Tech 20-9-2021 Mashable 47
Exciting high-tech visions of learning — but how can they overcome a system designed to stagnate?

NOTE FOR 2021 READERS: This is the 18th in a series of award-winning open letters to the next century, now just one generation away. Kids born this year in the U.S., and nearly 50 other countries, are expected to live to 2100 and beyond. Dear 22nd Century examines likely scenarios for their future, and how we can make the best one happen.

Dear 22nd century: So, how was school today?

Of all the areas where we could measure progress between the 2020s and the 2100s, none seems more up in the air right now than education. The pandemic forced us into history’s largest experiment in remote learning, from kindergarten through college — and beyond, as Massive Open Online Courses (MOOCs) like Udacity, Coursera and EdX exploded in popularity during the early months of lockdown. COVID struck a blow to standardized testing, with an incredible two thirds of colleges dropping their SAT and ACT requirements. You don’t know what those acronyms mean? Good. Let their systemically racist, eugenicist legacy remain in the dustbin of history.

If you were a starry-eyed optimist with a desire to disrupt our lumbering old system and an ed-tech hobby horse to ride, the return to school in fall of 2021 was your moment. Funding for education technology startups around the world has nearly tripled in two years. We seemed on the cusp of a hybrid education world — high tech and low tech, remote and in-person, in a ratio tailored to each student’s needs. Perhaps in the near future a thousand classrooms would bloom, and the marketplace of ideas would spread the most effective new models around the world. Childlike curiosity would be unsuppressed, the joy of learning would be universal, and generations of sub-optimal outcomes would end in the blink of an eye.

"Educators built an exact digital replica of what they were doing before."

On the other hand, the remote learning experiment of 2020-21 was somewhere between disappointing and disastrous for many families — those at the bottom of the economic pyramid especially.
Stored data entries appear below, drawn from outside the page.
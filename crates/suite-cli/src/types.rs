use std::path::PathBuf;

use suite_core::CompileStats;
use suite_model::DiagnosticReport;

#[derive(Debug)]
pub struct CompileResult {
    pub app_name: String,
    pub output_dir: PathBuf,
    pub modules: Vec<ModuleSummary>,
    pub stats: CompileStats,
    pub report: DiagnosticReport,
    pub suite_xml: Option<PathBuf>,
    pub diagnostics_json: Option<PathBuf>,
    pub errors: Vec<String>,
    pub has_errors: bool,
}

#[derive(Debug)]
pub struct ValidateResult {
    pub app_name: String,
    pub modules: Vec<ModuleSummary>,
    pub report: DiagnosticReport,
    pub blocking: bool,
}

#[derive(Debug, Clone, PartialEq, Eq)]
pub struct ModuleSummary {
    pub module_id: String,
    pub name: String,
    pub module_type: &'static str,
    pub forms: usize,
    /// `None` when no plans were computed.
    pub datums: Option<usize>,
    pub errors: usize,
    pub warnings: usize,
}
Students in low-income schools were seven months behind in math last year, a McKinsey study found, two months worse than the average for all kids. Meanwhile, judging by the parents on my Facebook feed, plenty of teens are taking the SATs even when they don’t have to — because extra credit.

“We all know SATs aren’t really optional to get into a top 40 school,” one mother tells me. On the advice of guidance counsellors, she’d just spent $4,000 on tutors that would give her son the best shot at a $100 SAT test.

“What was crazy about the pandemic is that through blood, sweat and tears, educators kind of built an exact digital replica of what they were doing before,” says Justin Reich, director of the MIT teaching systems lab and author of Failure to Disrupt: Why Technology Alone Can’t Transform Education. “Very few places saw structural changes to how they organize schooling.”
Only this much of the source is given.